Even where a record seems odd, copy it exactly as it appears below.

─── RECORDS FOR THE TASK

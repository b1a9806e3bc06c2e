//! MCP client implementation.
//!
//! Speaks JSON-RPC to an MCP server over any [`McpTransport`]: performs the
//! initialize handshake, lists tools, and forwards tool calls. Requests are
//! strictly one at a time; the transport lock is held for the full round trip.

use serde_json::Value;
use std::sync::atomic::{AtomicI64, Ordering};
use tokio::sync::Mutex;

use crate::error::McpError;
use crate::transport::McpTransport;
use crate::types::*;

/// An MCP client bound to one connected transport.
pub struct McpClient<T> {
    transport: Mutex<T>,
    next_id: AtomicI64,
    server_info: Option<ServerInfo>,
}

impl<T: McpTransport> McpClient<T> {
    /// Connect over an already open transport and run the handshake.
    pub async fn connect(transport: T) -> Result<Self, McpError> {
        let mut client = Self {
            transport: Mutex::new(transport),
            next_id: AtomicI64::new(1),
            server_info: None,
        };
        client.initialize().await?;
        Ok(client)
    }

    /// Server name and version reported during the handshake.
    pub fn server_info(&self) -> Option<&ServerInfo> {
        self.server_info.as_ref()
    }

    /// Send a JSON-RPC request and wait for the response with the same id.
    ///
    /// Lines that are not responses (server log output, server-initiated
    /// notifications or requests) and responses for other ids are skipped.
    async fn request(&self, method: &str, params: Option<Value>) -> Result<Value, McpError> {
        let id = self.next_id.fetch_add(1, Ordering::Relaxed);
        let request = JsonRpcRequest::new(RpcId::Number(id), method, params);
        let json = serde_json::to_string(&request)?;

        tracing::debug!(method = %method, id = %id, "Sending request");

        let mut transport = self.transport.lock().await;
        transport.send(&json).await?;

        loop {
            let Some(line) = transport.receive().await? else {
                return Err(McpError::ServerUnavailable(format!(
                    "server closed its output while waiting for '{}'",
                    method
                )));
            };

            let raw: Value = match serde_json::from_str(&line) {
                Ok(v) => v,
                Err(_) => {
                    tracing::trace!(line = %line, "Skipping non-JSON line from server");
                    continue;
                }
            };
            if raw.get("method").is_some() {
                tracing::debug!("Skipping server-initiated message");
                continue;
            }

            let response: JsonRpcResponse = match serde_json::from_value(raw) {
                Ok(resp) => resp,
                Err(e) => {
                    tracing::warn!(error = %e, "Skipping malformed JSON-RPC message");
                    continue;
                }
            };
            if response.id != RpcId::Number(id) {
                tracing::debug!(expected = id, got = ?response.id, "Skipping response for another request");
                continue;
            }

            if let Some(err) = response.error {
                return Err(McpError::Rpc {
                    code: err.code,
                    message: err.message,
                });
            }
            return Ok(response.result.unwrap_or(Value::Null));
        }
    }

    /// Send a JSON-RPC notification (no response expected).
    async fn notify(&self, method: &str, params: Option<Value>) -> Result<(), McpError> {
        let notif = JsonRpcNotification::new(method, params);
        let json = serde_json::to_string(&notif)?;
        self.transport.lock().await.send(&json).await
    }

    /// Perform MCP initialization handshake.
    async fn initialize(&mut self) -> Result<(), McpError> {
        let params = serde_json::json!({
            "protocolVersion": PROTOCOL_VERSION,
            "capabilities": {},
            "clientInfo": ClientInfo {
                name: "nbx-compliance".to_string(),
                version: Some(env!("CARGO_PKG_VERSION").to_string()),
            },
        });

        let result = self.request("initialize", Some(params)).await.map_err(|e| match e {
            McpError::Rpc { message, .. } => McpError::ServerUnavailable(message),
            other => other,
        })?;
        let init: InitializeResult = serde_json::from_value(result)
            .map_err(|e| McpError::InvalidResponse(format!("initialize: {}", e)))?;

        self.notify("notifications/initialized", None).await?;

        tracing::info!(
            server = %init.server_info.name,
            protocol = %init.protocol_version,
            "MCP client initialized"
        );
        self.server_info = Some(init.server_info);
        Ok(())
    }

    /// List every tool the server exposes, following pagination cursors.
    pub async fn list_tools(&self) -> Result<Vec<ToolInfo>, McpError> {
        let mut tools = Vec::new();
        let mut cursor: Option<String> = None;
        loop {
            let params = cursor.as_ref().map(|c| serde_json::json!({ "cursor": c }));
            let result = self.request("tools/list", params).await?;
            let page: ListToolsResult = serde_json::from_value(result)
                .map_err(|e| McpError::InvalidResponse(format!("tools/list: {}", e)))?;
            tools.extend(page.tools);
            match page.next_cursor {
                Some(next) if !next.is_empty() => cursor = Some(next),
                _ => break,
            }
        }
        tracing::debug!(count = tools.len(), "Tool discovery complete");
        Ok(tools)
    }

    /// Call a tool on the remote MCP server.
    pub async fn call_tool(&self, name: &str, arguments: Value) -> Result<CallToolResult, McpError> {
        let params = serde_json::to_value(CallToolParams {
            name: name.to_string(),
            arguments,
        })?;
        let result = self.request("tools/call", Some(params)).await?;
        serde_json::from_value(result)
            .map_err(|e| McpError::InvalidResponse(format!("tools/call: {}", e)))
    }

    /// Close the outbound channel.
    pub async fn close(&self) -> Result<(), McpError> {
        self.transport.lock().await.close().await
    }
}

──────

TASK RESULT
repository b1a9806e3bc06c2e
//! MCP client implementation.
//!
//! Speaks JSON-RPC to an MCP server over any [`McpTransport`]: performs the
//! initialize handshake, lists tools, and forwards tool calls. Requests are
//! strictly one at a time; the transport lock is held for the full round trip.

use serde_json::Value;
use std::sync::atomic::{AtomicI64, Ordering};
use tokio::sync::Mutex;

use crate::error::McpError;
use crate::transport::McpTransport;
use crate::types::*;

/// An MCP client bound to one connected transport.
pub struct McpClient<T> {
    transport: Mutex<T>,
    next_id: AtomicI64,
    server_info: Option<ServerInfo>,
}

impl<T: McpTransport> McpClient<T> {
    /// Connect over an already open transport and run the handshake.
    pub async fn connect(transport: T) -> Result<Self, McpError> {
        let mut client = Self {
            transport: Mutex::new(transport),
            next_id: AtomicI64::new(1),
            server_info: None,
        };
        client.initialize().await?;
        Ok(client)
    }

    /// Server name and version reported during the handshake.
    pub fn server_info(&self) -> Option<&ServerInfo> {
        self.server_info.as_ref()
    }

    /// Send a JSON-RPC request and wait for the response with the same id.
    ///
    /// Lines that are not responses (server log output, server-initiated
    /// notifications or requests) and responses for other ids are skipped.
    async fn request(&self, method: &str, params: Option<Value>) -> Result<Value, McpError> {
        let id = self.next_id.fetch_add(1, Ordering::Relaxed);
        let request = JsonRpcRequest::new(RpcId::Number(id), method, params);
        let json = serde_json::to_string(&request)?;

        tracing::debug!(method = %method, id = %id, "Sending request");

        let mut transport = self.transport.lock().await;
        transport.send(&json).await?;

        loop {
            let Some(line) = transport.receive().await? else {
                return Err(McpError::ServerUnavailable(format!(
                    "server closed its output while waiting for '{}'",
                    method
                )));
            };

            let raw: Value = match serde_json::from_str(&line) {
                Ok(v) => v,
                Err(_) => {
                    tracing::trace!(line = %line, "Skipping non-JSON line from server");
                    continue;
                }
            };
            if raw.get("method").is_some() {
                tracing::debug!("Skipping server-initiated message");
                continue;
            }

            let response: JsonRpcResponse = match serde_json::from_value(raw) {
                Ok(resp) => resp,
                Err(e) => {
                    tracing::warn!(error = %e, "Skipping malformed JSON-RPC message");
                    continue;
                }
            };
            if response.id != RpcId::Number(id) {
                tracing::debug!(expected = id, got = ?response.id, "Skipping response for another request");
                continue;
            }

            if let Some(err) = response.error {
                return Err(McpError::Rpc {
                    code: err.code,
                    message: err.message,
                });
            }
            return Ok(response.result.unwrap_or(Value::Null));
        }
    }

    /// Send a JSON-RPC notification (no response expected).
    async fn notify(&self, method: &str, params: Option<Value>) -> Result<(), McpError> {
        let notif = JsonRpcNotification::new(method, params);
        let json = serde_json::to_string(&notif)?;
        self.transport.lock().await.send(&json).await
    }

    /// Perform MCP initialization handshake.
    async fn initialize(&mut self) -> Result<(), McpError> {
        let params = serde_json::json!({
            "protocolVersion": PROTOCOL_VERSION,
            "capabilities": {},
            "clientInfo": ClientInfo {
                name: "nbx-compliance".to_string(),
                version: Some(env!("CARGO_PKG_VERSION").to_string()),
            },
        });

        let result = self.request("initialize", Some(params)).await.map_err(|e| match e {
            McpError::Rpc { message, .. } => McpError::ServerUnavailable(message),
            other => other,
        })?;
        let init: InitializeResult = serde_json::from_value(result)
            .map_err(|e| McpError::InvalidResponse(format!("initialize: {}", e)))?;

        self.notify("notifications/initialized", None).await?;

        tracing::info!(
            server = %init.server_info.name,
            protocol = %init.protocol_version,
            "MCP client initialized"
        );
        self.server_info = Some(init.server_info);
        Ok(())
    }

    /// List every tool the server exposes, following pagination cursors.
    pub async fn list_tools(&self) -> Result<Vec<ToolInfo>, McpError> {
        let mut tools = Vec::new();
        let mut cursor: Option<String> = None;
        loop {
            let params = cursor.as_ref().map(|c| serde_json::json!({ "cursor": c }));
            let result = self.request("tools/list", params).await?;
            let page: ListToolsResult = serde_json::from_value(result)
                .map_err(|e| McpError::InvalidResponse(format!("tools/list: {}", e)))?;
            tools.extend(page.tools);
            match page.next_cursor {
                Some(next) if !next.is_empty() => cursor = Some(next),
                _ => break,
            }
        }
        tracing::debug!(count = tools.len(), "Tool discovery complete");
        Ok(tools)
    }

    /// Call a tool on the remote MCP server.
    pub async fn call_tool(&self, name: &str, arguments: Value) -> Result<CallToolResult, McpError> {
        let params = serde_json::to_value(CallToolParams {
            name: name.to_string(),
            arguments,
        })?;
        let result = self.request("tools/call", Some(params)).await?;
        serde_json::from_value(result)
            .map_err(|e| McpError::InvalidResponse(format!("tools/call: {}", e)))
    }

    /// Close the outbound channel.
    pub async fn close(&self) -> Result<(), McpError> {
        self.transport.lock().await.close().await
    }
}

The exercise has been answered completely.